Stored items:

* * * * *

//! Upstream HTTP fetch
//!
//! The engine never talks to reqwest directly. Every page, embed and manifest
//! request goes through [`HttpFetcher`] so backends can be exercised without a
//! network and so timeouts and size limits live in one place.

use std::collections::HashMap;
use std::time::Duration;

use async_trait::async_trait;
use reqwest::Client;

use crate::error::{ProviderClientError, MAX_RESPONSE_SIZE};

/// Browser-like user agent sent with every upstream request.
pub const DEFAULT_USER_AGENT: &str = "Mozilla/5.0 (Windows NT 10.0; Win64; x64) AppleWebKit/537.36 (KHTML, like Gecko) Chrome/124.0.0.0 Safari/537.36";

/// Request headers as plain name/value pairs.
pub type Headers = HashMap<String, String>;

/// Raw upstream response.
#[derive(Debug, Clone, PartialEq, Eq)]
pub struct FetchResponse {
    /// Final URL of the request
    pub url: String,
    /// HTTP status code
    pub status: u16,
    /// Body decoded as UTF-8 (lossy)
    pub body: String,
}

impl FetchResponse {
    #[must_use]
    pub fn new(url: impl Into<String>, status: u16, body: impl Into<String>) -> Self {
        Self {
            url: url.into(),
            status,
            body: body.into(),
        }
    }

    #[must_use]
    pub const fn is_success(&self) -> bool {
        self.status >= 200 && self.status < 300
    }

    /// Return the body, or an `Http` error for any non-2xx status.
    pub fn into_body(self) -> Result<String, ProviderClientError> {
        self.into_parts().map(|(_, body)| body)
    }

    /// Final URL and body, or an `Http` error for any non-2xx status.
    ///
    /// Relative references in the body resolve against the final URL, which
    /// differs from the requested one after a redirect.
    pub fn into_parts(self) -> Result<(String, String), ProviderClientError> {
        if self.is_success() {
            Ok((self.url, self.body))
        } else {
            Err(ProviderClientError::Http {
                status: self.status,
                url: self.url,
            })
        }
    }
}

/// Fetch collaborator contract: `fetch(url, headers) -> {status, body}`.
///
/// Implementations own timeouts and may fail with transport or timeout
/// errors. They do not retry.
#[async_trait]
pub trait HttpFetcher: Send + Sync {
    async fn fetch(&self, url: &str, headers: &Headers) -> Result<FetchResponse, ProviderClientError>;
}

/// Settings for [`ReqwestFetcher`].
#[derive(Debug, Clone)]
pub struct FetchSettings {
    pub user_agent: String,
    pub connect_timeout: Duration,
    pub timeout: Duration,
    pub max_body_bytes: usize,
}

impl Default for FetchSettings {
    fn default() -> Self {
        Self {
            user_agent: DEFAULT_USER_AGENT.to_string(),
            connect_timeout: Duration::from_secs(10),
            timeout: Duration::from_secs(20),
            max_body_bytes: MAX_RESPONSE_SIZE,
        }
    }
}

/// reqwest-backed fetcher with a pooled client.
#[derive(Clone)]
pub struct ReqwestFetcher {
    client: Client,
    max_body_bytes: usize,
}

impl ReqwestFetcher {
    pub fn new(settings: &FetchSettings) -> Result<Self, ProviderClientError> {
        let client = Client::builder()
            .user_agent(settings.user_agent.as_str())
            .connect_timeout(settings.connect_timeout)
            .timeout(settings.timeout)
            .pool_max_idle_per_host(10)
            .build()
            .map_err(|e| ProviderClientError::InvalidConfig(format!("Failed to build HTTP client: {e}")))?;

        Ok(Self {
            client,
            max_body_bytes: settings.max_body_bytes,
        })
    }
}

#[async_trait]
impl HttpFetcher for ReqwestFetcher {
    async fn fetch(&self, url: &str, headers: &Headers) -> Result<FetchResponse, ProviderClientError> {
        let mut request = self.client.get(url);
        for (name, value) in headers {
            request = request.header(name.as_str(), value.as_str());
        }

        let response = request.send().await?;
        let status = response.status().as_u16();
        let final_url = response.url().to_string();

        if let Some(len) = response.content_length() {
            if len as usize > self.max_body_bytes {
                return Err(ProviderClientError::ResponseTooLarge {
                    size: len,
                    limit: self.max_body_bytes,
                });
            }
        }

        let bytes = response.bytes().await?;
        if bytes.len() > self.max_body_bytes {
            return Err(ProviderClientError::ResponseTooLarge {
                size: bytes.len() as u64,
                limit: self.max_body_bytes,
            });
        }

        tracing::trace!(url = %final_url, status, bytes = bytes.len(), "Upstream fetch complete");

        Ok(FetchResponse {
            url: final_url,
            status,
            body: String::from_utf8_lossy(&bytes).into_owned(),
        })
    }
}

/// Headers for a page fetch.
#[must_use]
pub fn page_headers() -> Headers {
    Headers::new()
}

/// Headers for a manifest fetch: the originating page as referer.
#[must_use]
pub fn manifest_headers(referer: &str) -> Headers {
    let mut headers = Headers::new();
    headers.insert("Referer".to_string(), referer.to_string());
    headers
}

* * * * *

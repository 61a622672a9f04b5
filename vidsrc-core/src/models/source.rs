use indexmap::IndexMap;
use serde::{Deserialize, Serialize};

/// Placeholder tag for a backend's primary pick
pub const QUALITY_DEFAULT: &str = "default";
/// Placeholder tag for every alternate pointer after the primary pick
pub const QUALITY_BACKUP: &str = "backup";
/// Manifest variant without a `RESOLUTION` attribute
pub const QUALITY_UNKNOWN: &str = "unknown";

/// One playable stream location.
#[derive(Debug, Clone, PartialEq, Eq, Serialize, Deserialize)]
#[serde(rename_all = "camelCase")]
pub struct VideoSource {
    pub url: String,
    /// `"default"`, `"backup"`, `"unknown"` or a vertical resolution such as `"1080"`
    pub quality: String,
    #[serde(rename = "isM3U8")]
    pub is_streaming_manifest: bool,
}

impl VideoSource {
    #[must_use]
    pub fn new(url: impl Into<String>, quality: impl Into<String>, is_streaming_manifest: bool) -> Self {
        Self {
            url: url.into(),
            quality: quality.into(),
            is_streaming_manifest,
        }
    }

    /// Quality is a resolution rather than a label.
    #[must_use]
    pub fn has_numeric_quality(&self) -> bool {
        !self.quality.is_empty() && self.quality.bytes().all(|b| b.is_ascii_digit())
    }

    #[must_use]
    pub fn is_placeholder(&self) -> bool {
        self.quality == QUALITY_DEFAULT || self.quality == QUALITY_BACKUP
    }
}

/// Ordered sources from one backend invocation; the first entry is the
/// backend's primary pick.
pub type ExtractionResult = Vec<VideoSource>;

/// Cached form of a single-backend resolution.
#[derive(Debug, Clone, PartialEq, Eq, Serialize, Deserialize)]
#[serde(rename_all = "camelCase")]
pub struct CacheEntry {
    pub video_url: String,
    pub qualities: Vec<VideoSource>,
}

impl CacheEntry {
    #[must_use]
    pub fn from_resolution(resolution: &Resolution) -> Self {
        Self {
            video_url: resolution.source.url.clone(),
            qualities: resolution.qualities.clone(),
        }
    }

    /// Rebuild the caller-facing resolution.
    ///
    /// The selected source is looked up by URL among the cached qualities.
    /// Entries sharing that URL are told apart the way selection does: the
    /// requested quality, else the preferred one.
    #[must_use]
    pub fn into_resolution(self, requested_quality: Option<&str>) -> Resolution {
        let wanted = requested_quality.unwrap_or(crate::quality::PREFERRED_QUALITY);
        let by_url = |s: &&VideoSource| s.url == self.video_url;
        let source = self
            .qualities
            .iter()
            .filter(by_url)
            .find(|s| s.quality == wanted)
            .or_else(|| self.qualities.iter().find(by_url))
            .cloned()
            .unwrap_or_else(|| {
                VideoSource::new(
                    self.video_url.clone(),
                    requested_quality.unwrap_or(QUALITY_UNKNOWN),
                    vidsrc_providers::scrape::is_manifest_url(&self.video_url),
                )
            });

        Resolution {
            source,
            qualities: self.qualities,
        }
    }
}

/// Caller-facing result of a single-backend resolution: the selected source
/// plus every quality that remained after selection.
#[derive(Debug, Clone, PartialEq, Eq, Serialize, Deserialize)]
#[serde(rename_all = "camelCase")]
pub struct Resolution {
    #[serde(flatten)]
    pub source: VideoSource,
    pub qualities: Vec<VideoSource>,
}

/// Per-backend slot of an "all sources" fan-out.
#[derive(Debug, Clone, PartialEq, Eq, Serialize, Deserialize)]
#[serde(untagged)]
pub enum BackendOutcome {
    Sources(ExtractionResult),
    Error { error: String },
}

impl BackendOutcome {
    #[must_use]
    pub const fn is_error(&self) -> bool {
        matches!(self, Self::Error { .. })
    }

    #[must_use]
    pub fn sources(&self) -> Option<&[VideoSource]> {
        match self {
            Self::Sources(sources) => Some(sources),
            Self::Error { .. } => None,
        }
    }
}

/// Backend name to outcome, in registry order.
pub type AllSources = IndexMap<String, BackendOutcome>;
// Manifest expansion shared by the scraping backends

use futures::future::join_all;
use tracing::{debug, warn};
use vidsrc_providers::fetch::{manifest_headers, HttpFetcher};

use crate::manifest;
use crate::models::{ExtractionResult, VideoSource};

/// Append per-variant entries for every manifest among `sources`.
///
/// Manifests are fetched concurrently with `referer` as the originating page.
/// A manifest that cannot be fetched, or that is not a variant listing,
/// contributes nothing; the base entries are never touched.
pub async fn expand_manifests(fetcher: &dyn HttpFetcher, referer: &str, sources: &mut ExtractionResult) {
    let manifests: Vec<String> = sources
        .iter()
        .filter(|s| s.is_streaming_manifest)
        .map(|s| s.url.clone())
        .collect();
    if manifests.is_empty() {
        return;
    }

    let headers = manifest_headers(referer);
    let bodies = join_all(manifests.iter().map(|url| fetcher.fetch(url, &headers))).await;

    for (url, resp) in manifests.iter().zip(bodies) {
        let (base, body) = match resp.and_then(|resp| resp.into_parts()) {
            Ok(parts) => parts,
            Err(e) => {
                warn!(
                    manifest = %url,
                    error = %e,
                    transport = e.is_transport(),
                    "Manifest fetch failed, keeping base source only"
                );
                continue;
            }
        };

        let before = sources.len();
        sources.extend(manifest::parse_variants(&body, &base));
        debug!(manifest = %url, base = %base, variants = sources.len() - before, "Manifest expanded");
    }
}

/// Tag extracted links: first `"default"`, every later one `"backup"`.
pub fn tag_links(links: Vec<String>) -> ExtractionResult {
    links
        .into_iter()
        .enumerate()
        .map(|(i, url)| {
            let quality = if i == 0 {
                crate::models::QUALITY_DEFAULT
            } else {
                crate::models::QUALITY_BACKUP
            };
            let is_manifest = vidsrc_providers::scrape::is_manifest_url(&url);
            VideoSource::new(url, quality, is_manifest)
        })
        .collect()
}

* * * * *

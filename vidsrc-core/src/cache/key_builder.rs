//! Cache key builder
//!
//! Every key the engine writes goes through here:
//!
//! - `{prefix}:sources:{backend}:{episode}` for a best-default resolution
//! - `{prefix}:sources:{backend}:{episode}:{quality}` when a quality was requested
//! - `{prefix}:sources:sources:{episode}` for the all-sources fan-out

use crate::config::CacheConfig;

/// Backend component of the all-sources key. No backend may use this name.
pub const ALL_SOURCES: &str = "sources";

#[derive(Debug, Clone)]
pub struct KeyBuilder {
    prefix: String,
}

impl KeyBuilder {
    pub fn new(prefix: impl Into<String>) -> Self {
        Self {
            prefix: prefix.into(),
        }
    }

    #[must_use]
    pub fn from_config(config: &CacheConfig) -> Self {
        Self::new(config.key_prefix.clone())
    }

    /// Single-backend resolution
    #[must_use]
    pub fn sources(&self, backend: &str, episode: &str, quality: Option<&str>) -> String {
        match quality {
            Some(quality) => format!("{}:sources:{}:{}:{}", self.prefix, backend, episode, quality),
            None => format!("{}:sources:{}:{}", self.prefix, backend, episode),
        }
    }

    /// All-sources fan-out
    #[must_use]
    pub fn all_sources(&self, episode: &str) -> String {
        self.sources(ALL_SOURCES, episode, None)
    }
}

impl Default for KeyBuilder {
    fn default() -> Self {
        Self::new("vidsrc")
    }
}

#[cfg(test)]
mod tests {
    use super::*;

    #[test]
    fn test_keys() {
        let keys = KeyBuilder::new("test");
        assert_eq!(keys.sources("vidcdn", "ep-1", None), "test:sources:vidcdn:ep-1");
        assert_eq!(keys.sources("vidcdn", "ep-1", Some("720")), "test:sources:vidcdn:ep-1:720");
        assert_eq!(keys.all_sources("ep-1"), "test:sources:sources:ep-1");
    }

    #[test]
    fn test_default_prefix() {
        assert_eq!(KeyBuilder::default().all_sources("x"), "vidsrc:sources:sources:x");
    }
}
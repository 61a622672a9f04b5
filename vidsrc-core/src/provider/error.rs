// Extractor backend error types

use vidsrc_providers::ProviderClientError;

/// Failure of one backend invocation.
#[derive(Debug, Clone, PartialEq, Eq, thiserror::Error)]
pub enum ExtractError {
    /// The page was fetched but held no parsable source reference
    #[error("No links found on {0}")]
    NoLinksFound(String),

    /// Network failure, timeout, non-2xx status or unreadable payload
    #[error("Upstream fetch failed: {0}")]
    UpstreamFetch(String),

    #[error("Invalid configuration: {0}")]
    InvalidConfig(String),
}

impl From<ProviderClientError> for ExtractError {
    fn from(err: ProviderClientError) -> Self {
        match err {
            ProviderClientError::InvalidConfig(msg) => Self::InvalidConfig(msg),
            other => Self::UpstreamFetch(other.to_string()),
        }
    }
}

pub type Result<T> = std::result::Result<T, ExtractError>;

* * * * *

## WHAT TO WORK ON
Beginning with the line that has "Upstream HTTP fetch" and ending with the line that has "pub fn new(url: impl Into<String>, status: u16, body: impl", set down the lines above exactly and include no others.

## WRITTEN REPLY
//! Upstream HTTP fetch
//!
//! The engine never talks to reqwest directly. Every page, embed and manifest
//! request goes through [`HttpFetcher`] so backends can be exercised without a
//! network and so timeouts and size limits live in one place.

use std::collections::HashMap;
use std::time::Duration;

use async_trait::async_trait;
use reqwest::Client;

use crate::error::{ProviderClientError, MAX_RESPONSE_SIZE};

/// Browser-like user agent sent with every upstream request.
pub const DEFAULT_USER_AGENT: &str = "Mozilla/5.0 (Windows NT 10.0; Win64; x64) AppleWebKit/537.36 (KHTML, like Gecko) Chrome/124.0.0.0 Safari/537.36";

/// Request headers as plain name/value pairs.
pub type Headers = HashMap<String, String>;

/// Raw upstream response.
#[derive(Debug, Clone, PartialEq, Eq)]
pub struct FetchResponse {
    /// Final URL of the request
    pub url: String,
    /// HTTP status code
    pub status: u16,
    /// Body decoded as UTF-8 (lossy)
    pub body: String,
}

impl FetchResponse {
    #[must_use]
    pub fn new(url: impl Into<String>, status: u16, body: impl Into<String>) -> Self {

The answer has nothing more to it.